The CDC has reported the benefits of two doses and one booster versus only two doses. In all cases, protection decreases over time, which is what provoked the need for a booster and prompted the need for and discussion of another booster.
Are you going to benefit from an extra booster at this point?
The Israeli study was for those 60 and older, while the recommendation in the United States is for those 50 and older. This younger age limit is similar to when hospitalizations and deaths begin to rise in the U.S. population. So anyone in this group who is risk-averse and wants to gain benefits against severe COVID-19 can choose another booster.
On the other hand, if you are confident in the risk reduction benefit offered by two doses and a booster, including its decreasing protection over time, then you can choose to go past the other booster for now and choose a wait-and-see approach , as more data becomes available.

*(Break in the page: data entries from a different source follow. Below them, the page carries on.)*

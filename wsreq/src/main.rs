//! # wsreq CLI Entry Point
//!
//! The main executable for the wsreq tool. This file drives the application lifecycle:
//!
//! 1. **Initialization**: Parses command-line arguments using [`cli::Cli`] and resolves the
//!    [`ClientConfig`](wsreq_core::config::ClientConfig) from the config file and flags.
//! 2. **Pipeline**: Builds a `WebServiceClient` for the descriptor address (generation,
//!    compilation and loading all happen here).
//! 3. **Execution**: Lists, describes or calls the declared operations.
//! 4. **Presentation**: Formats and prints the resulting data or error to standard output/error.

mod cli;
mod config;
mod formatter;

use clap::Parser;
use cli::{Cli, Commands, ListCommands};
use formatter::{FormattedString, InterfaceMethods, NameList};
use std::process;
use tracing_subscriber::EnvFilter;
use wsreq_core::client::{Ready, WebServiceClient};

fn main() {
    let args = Cli::parse();
    init_tracing(args.verbose);

    let config = match config::resolve(&args) {
        Ok(config) => config,
        Err(err) => exit_with(err),
    };

    let client = match WebServiceClient::new(args.address, config).init() {
        Ok(client) => client,
        Err(err) => exit_with(err),
    };

    match args.command {
        Commands::List { sub } => match sub {
            ListCommands::Interfaces => list("interfaces", client.interfaces()),
            ListCommands::Services => list("services", client.services()),
        },
        Commands::Describe { interface } => describe(&client, interface),
        Commands::Call {
            method,
            args,
            body,
            interface,
            service,
        } => call(&client, method, args, body, interface.zip(service)),
    }
}

fn init_tracing(verbose: bool) {
    let default = if verbose { "debug" } else { "warn" };
    let filter = EnvFilter::try_from_default_env().unwrap_or_else(|_| EnvFilter::new(default));

    tracing_subscriber::fmt()
        .with_env_filter(filter)
        .with_writer(std::io::stderr)
        .init();
}

fn exit_with(err: impl Into<FormattedString>) -> ! {
    eprintln!("{}", err.into());
    process::exit(1);
}

fn list(kind: &'static str, names: Vec<&str>) {
    let names = names.into_iter().map(str::to_string).collect();
    println!("{}", FormattedString::from(NameList(kind, names)));
}

fn describe(client: &WebServiceClient<Ready>, interface: String) {
    match client.methods(&interface) {
        Ok(methods) => println!(
            "{}",
            FormattedString::from(InterfaceMethods(interface, methods))
        ),
        Err(err) => exit_with(err),
    }
}

fn call(
    client: &WebServiceClient<Ready>,
    method: Option<String>,
    args: Vec<serde_json::Value>,
    body: Option<serde_json::Value>,
    target: Option<(String, String)>,
) {
    let requested = match (&target, method.as_deref()) {
        (Some((interface, service)), method) => client.request_with(interface, service, method),
        (None, Some(method)) => client.request_method(method),
        (None, None) => client.request(),
    };

    let mut invoker = match requested {
        Ok(invoker) => invoker,
        Err(err) => exit_with(err),
    };

    let result = match body {
        Some(body) => invoker.invoke_message(body),
        None => invoker.invoke(args),
    };

    match result.map(|result| result.to_json()) {
        Ok(Ok(value)) => println!("{}", FormattedString::from(value)),
        Ok(Err(err)) => exit_with(anyhow::Error::from(err)),
        Err(err) => exit_with(err),
    }
}
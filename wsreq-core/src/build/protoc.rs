//! # Protoc Toolchain
//!
//! Compiles `.proto` sources into a single binary `FileDescriptorSet` with the Protobuf
//! compiler. Imports are bundled (`--include_imports`) so the artifact is self-contained.
use super::{CompileOutcome, CompileRequest, Diagnostic, Severity, Toolchain};
use std::ffi::OsString;
use std::io;
use std::path::{self, PathBuf};
use std::process::Command;

/// Artifact written to the output directory on every run.
pub const DESCRIPTOR_SET_FILE: &str = "descriptors.bin";

#[derive(Debug, Clone)]
pub struct Protoc {
    program: PathBuf,
}

impl Protoc {
    pub fn new(program: impl Into<PathBuf>) -> Self {
        Self {
            program: program.into(),
        }
    }

    /// `true` when the configured executable can be launched.
    pub fn is_available(&self) -> bool {
        Command::new(&self.program)
            .arg("--version")
            .output()
            .is_ok_and(|output| output.status.success())
    }
}

impl Default for Protoc {
    /// Uses `$PROTOC` when set, `protoc` from the `PATH` otherwise.
    fn default() -> Self {
        Self::new(default_program())
    }
}

/// The protoc executable named by `$PROTOC`, falling back to `protoc`.
pub fn default_program() -> PathBuf {
    program_or_default(std::env::var_os("PROTOC"))
}

fn program_or_default(configured: Option<OsString>) -> PathBuf {
    configured
        .filter(|program| !program.is_empty())
        .map(PathBuf::from)
        .unwrap_or_else(|| PathBuf::from("protoc"))
}

impl Toolchain for Protoc {
    fn source_extension(&self) -> &str {
        "proto"
    }

    fn compile(&self, request: CompileRequest<'_>) -> io::Result<CompileOutcome> {
        let descriptor_set = path::absolute(request.output_dir.join(DESCRIPTOR_SET_FILE))?;

        let mut command = Command::new(&self.program);
        command
            .arg("--include_imports")
            .arg(format!("--descriptor_set_out={}", descriptor_set.display()))
            .arg(format!(
                "--proto_path={}",
                path::absolute(request.source_root)?.display()
            ));

        for include in request.include_paths {
            command.arg(format!("--proto_path={}", path::absolute(include)?.display()));
        }

        for source in request.sources {
            command.arg(path::absolute(source)?);
        }

        tracing::debug!(?command, "running protoc");

        let output = command.output()?;
        let diagnostics = parse_diagnostics(&String::from_utf8_lossy(&output.stderr));
        let success = output.status.success();

        Ok(CompileOutcome {
            success,
            artifacts: if success {
                vec![descriptor_set]
            } else {
                Vec::new()
            },
            diagnostics,
        })
    }
}

/// Splits protoc's stderr into one diagnostic per non-empty line.
fn parse_diagnostics(stderr: &str) -> Vec<Diagnostic> {
    stderr
        .lines()
        .map(str::trim_end)
        .filter(|line| !line.is_empty())
        .map(|line| Diagnostic {
            severity: if line.contains("warning:") {
                Severity::Warning
            } else {
                Severity::Error
            },
            file: line
                .find(".proto:")
                .map(|end| PathBuf::from(&line[..end + ".proto".len()])),
            text: line.to_string(),
        })
        .collect()
}
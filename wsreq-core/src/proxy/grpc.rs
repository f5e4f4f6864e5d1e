//! # gRPC Proxies
//!
//! A [`ProxyFactory`] backed by `tonic`. Proxies perform unary calls with dynamic messages,
//! building the HTTP/2 path (`/package.Service/Method`) at run time.
//!
//! The factory owns a current-thread Tokio runtime shared by all of its proxies; every call
//! blocks the caller's thread on it. Do not call proxies from inside another Tokio runtime.
use super::{Proxy, ProxyError, ProxyFactory, codec::DynamicCodec};
use crate::BoxError;
use http_body::Body as HttpBody;
use prost_reflect::{DynamicMessage, MethodDescriptor, ServiceDescriptor};
use std::io;
use std::str::FromStr;
use std::sync::Arc;
use tokio::runtime::{Builder, Runtime};
use tonic::{
    client::GrpcService,
    transport::{Channel, Endpoint},
};

#[derive(thiserror::Error, Debug)]
pub enum GrpcRequestError {
    #[error("Internal error, the client was not ready: '{0}'")]
    ClientNotReady(#[source] BoxError),
    #[error("Streaming method '{0}' cannot be called through a proxy")]
    Streaming(String),
    #[error("Invalid gRPC path '{path}': '{source}'")]
    InvalidPath {
        path: String,
        #[source]
        source: http::uri::InvalidUri,
    },
    #[error("Remote call failed: '{0}'")]
    Status(#[from] tonic::Status),
}

type Connect<S> = Box<dyn Fn(&str) -> Result<S, ProxyError> + Send + Sync>;

pub struct GrpcProxyFactory<S = Channel> {
    runtime: Arc<Runtime>,
    connect: Connect<S>,
}

impl GrpcProxyFactory<Channel> {
    /// Creates a factory whose proxies open lazy channels to the requested address.
    ///
    /// No connection is attempted until the first call.
    pub fn new() -> io::Result<Self> {
        let runtime = Arc::new(Builder::new_current_thread().enable_all().build()?);
        let handle = runtime.handle().clone();

        let connect: Connect<Channel> = Box::new(move |address: &str| {
            let endpoint = Endpoint::from_shared(address.to_string()).map_err(|e| {
                ProxyError::InvalidAddress {
                    address: address.to_string(),
                    source: e.into(),
                }
            })?;

            // The channel spawns its worker on the ambient runtime.
            let _guard = handle.enter();
            Ok(endpoint.connect_lazy())
        });

        Ok(Self { runtime, connect })
    }
}

impl<S> GrpcProxyFactory<S>
where
    S: Clone + Send + Sync + 'static,
{
    /// Creates a factory handing out clones of an existing Tonic service, ignoring addresses.
    ///
    /// Mostly useful to serve an in-process implementation.
    pub fn from_service(service: S) -> io::Result<Self> {
        let runtime = Arc::new(Builder::new_current_thread().enable_all().build()?);
        let connect: Connect<S> = Box::new(move |_: &str| Ok(service.clone()));

        Ok(Self { runtime, connect })
    }
}

impl<S> ProxyFactory for GrpcProxyFactory<S>
where
    S: GrpcService<tonic::body::Body> + Send + 'static,
    S::Error: Into<BoxError>,
    S::ResponseBody: HttpBody<Data = tonic::codegen::Bytes> + Send + 'static,
    <S::ResponseBody as HttpBody>::Error: Into<BoxError> + Send,
{
    fn create(
        &self,
        interface: &ServiceDescriptor,
        address: &str,
    ) -> Result<Box<dyn Proxy>, ProxyError> {
        tracing::debug!(interface = interface.full_name(), address, "creating gRPC proxy");

        let service = (self.connect)(address)?;

        Ok(Box::new(GrpcProxy {
            runtime: self.runtime.clone(),
            client: tonic::client::Grpc::new(service),
        }))
    }
}

/// A blocking, unary-only dynamic gRPC client.
pub struct GrpcProxy<S = Channel> {
    runtime: Arc<Runtime>,
    client: tonic::client::Grpc<S>,
}

impl<S> GrpcProxy<S>
where
    S: GrpcService<tonic::body::Body>,
    S::Error: Into<BoxError>,
    S::ResponseBody: HttpBody<Data = tonic::codegen::Bytes> + Send + 'static,
    <S::ResponseBody as HttpBody>::Error: Into<BoxError> + Send,
{
    /// Performs a Unary gRPC call (Single Request -> Single Response).
    pub fn unary(
        &mut self,
        method: &MethodDescriptor,
        payload: DynamicMessage,
    ) -> Result<DynamicMessage, GrpcRequestError> {
        if method.is_client_streaming() || method.is_server_streaming() {
            return Err(GrpcRequestError::Streaming(method.full_name().to_string()));
        }

        let path = http_path(method)?;
        let codec = DynamicCodec::new(method.output());
        let Self { runtime, client } = self;

        runtime.block_on(async move {
            client
                .ready()
                .await
                .map_err(|e| GrpcRequestError::ClientNotReady(e.into()))?;

            let response = client
                .unary(tonic::Request::new(payload), path, codec)
                .await?;

            Ok::<_, GrpcRequestError>(response.into_inner())
        })
    }
}

impl<S> Proxy for GrpcProxy<S>
where
    S: GrpcService<tonic::body::Body> + Send,
    S::Error: Into<BoxError>,
    S::ResponseBody: HttpBody<Data = tonic::codegen::Bytes> + Send + 'static,
    <S::ResponseBody as HttpBody>::Error: Into<BoxError> + Send,
{
    fn call(
        &mut self,
        method: &MethodDescriptor,
        request: DynamicMessage,
    ) -> Result<DynamicMessage, BoxError> {
        Ok(self.unary(method, request)?)
    }
}

fn http_path(method: &MethodDescriptor) -> Result<http::uri::PathAndQuery, GrpcRequestError> {
    let path = format!("/{}/{}", method.parent_service().full_name(), method.name());
    http::uri::PathAndQuery::from_str(&path)
        .map_err(|source| GrpcRequestError::InvalidPath { path, source })
}
//! # Build Stage
//!
//! Compiles every generated source file of a workspace as one unit.
//!
//! The stage itself is toolchain agnostic: it scans the source directory, hands the file list
//! to a [`Toolchain`] and turns the outcome into either a [`BuildOutput`] (the artifacts this run
//! produced) or a [`CompileError`] carrying every diagnostic verbatim.
//!
//! The include paths are fixed when the stage is constructed. Generated code may only import
//! definitions that are visible through them.
pub mod protoc;

pub use protoc::Protoc;

use std::fmt;
use std::io;
use std::path::{Path, PathBuf};
use walkdir::WalkDir;

/// Source encoding announced to toolchains.
pub const SOURCE_ENCODING: &str = "UTF-8";

#[derive(Debug, thiserror::Error)]
pub enum CompileError {
    #[error("Compilation failed:\n{}", render(.diagnostics))]
    Failed { diagnostics: Vec<Diagnostic> },
    #[error("Failed to run the toolchain: '{0}'")]
    Toolchain(#[source] io::Error),
    #[error("Failed to scan sources in '{}': '{source}'", .dir.display())]
    Scan {
        dir: PathBuf,
        #[source]
        source: walkdir::Error,
    },
}

#[derive(Debug, Clone, Copy, PartialEq, Eq)]
pub enum Severity {
    Error,
    Warning,
}

/// One message reported by the toolchain.
#[derive(Debug, Clone, PartialEq, Eq)]
pub struct Diagnostic {
    pub severity: Severity,
    /// Source file the message points at, when the toolchain reported one.
    pub file: Option<PathBuf>,
    /// The message exactly as the toolchain printed it.
    pub text: String,
}

impl fmt::Display for Diagnostic {
    fn fmt(&self, f: &mut fmt::Formatter<'_>) -> fmt::Result {
        f.write_str(&self.text)
    }
}

fn render(diagnostics: &[Diagnostic]) -> String {
    diagnostics
        .iter()
        .map(ToString::to_string)
        .collect::<Vec<_>>()
        .join("\n")
}

/// A single compilation unit.
#[derive(Debug, Clone, Copy)]
pub struct CompileRequest<'a> {
    pub sources: &'a [PathBuf],
    /// Directory the sources were scanned from.
    pub source_root: &'a Path,
    pub output_dir: &'a Path,
    pub include_paths: &'a [PathBuf],
    pub encoding: &'static str,
}

/// What the toolchain reported for a compilation unit.
#[derive(Debug, Clone, Default)]
pub struct CompileOutcome {
    pub success: bool,
    /// Files written to the output directory by this run.
    pub artifacts: Vec<PathBuf>,
    pub diagnostics: Vec<Diagnostic>,
}

/// External compiler turning generated sources into loadable artifacts.
pub trait Toolchain: Send + Sync {
    /// Extension (without the dot) of the files this toolchain compiles.
    fn source_extension(&self) -> &str;

    /// Package-level marker files that live next to sources but must not be compiled.
    fn is_marker(&self, _file_name: &str) -> bool {
        false
    }

    /// Compiles `request`. An `Err` means the toolchain could not be run at all.
    fn compile(&self, request: CompileRequest<'_>) -> io::Result<CompileOutcome>;
}

/// Artifacts produced by one successful build run.
#[derive(Debug, Clone, Default, PartialEq, Eq)]
pub struct BuildOutput {
    pub artifacts: Vec<PathBuf>,
}

pub struct BuildStage {
    toolchain: Box<dyn Toolchain>,
    include_paths: Vec<PathBuf>,
}

impl BuildStage {
    pub fn new(toolchain: Box<dyn Toolchain>, include_paths: Vec<PathBuf>) -> Self {
        Self {
            toolchain,
            include_paths,
        }
    }

    /// Compiles every source under `source_dir` into `binary_dir`.
    ///
    /// An empty source set is a successful no-op. Binaries left behind by a failed run are
    /// not removed.
    pub fn compile(
        &self,
        source_dir: &Path,
        binary_dir: &Path,
    ) -> Result<BuildOutput, CompileError> {
        let sources = self.scan(source_dir)?;

        if sources.is_empty() {
            tracing::debug!(source_dir = %source_dir.display(), "no sources to compile");
            return Ok(BuildOutput::default());
        }

        tracing::debug!(
            count = sources.len(),
            output_dir = %binary_dir.display(),
            include_paths = ?self.include_paths,
            "compiling generated sources"
        );

        let outcome = self
            .toolchain
            .compile(CompileRequest {
                sources: &sources,
                source_root: source_dir,
                output_dir: binary_dir,
                include_paths: &self.include_paths,
                encoding: SOURCE_ENCODING,
            })
            .map_err(CompileError::Toolchain)?;

        let has_errors = outcome
            .diagnostics
            .iter()
            .any(|d| d.severity == Severity::Error);

        if !outcome.success || has_errors {
            return Err(CompileError::Failed {
                diagnostics: outcome.diagnostics,
            });
        }

        for warning in &outcome.diagnostics {
            tracing::warn!(%warning, "toolchain warning");
        }

        Ok(BuildOutput {
            artifacts: outcome.artifacts,
        })
    }

    /// Recursively lists the compilable sources under `dir`, sorted by path.
    fn scan(&self, dir: &Path) -> Result<Vec<PathBuf>, CompileError> {
        let extension = self.toolchain.source_extension();
        let mut sources = Vec::new();

        for entry in WalkDir::new(dir) {
            let entry = entry.map_err(|source| CompileError::Scan {
                dir: dir.to_path_buf(),
                source,
            })?;

            if !entry.file_type().is_file() {
                continue;
            }

            let path = entry.path();
            let matches_extension = path.extension().is_some_and(|ext| ext == extension);
            let is_marker = path
                .file_name()
                .and_then(|name| name.to_str())
                .is_some_and(|name| self.toolchain.is_marker(name));

            if matches_extension && !is_marker {
                sources.push(path.to_path_buf());
            }
        }

        sources.sort();
        Ok(sources)
    }
}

Like all observational studies, there are limitations to the conclusions that can be drawn from the Israeli study. Moreover, the duration of the study only provides an insight into a narrow time window with risk reduction and benefits. The effect of new variants that may emerge is also unknown.
There are no easy answers and many difficult questions. Experts offer the best advice available in a fog of data uncertainty that is likely to remain stubbornly in place in the short term.
Nevertheless, it is clear that another booster provides some risk reduction. The question is whether that benefit is sufficient enough for a particular person to choose another booster at present.
Sheldon Jacobson is Professor of Computer Science at the University of Illinois at Urbana-Champaign. © 2022 Chicago Tribune. Distributed by Tribune Content Agency.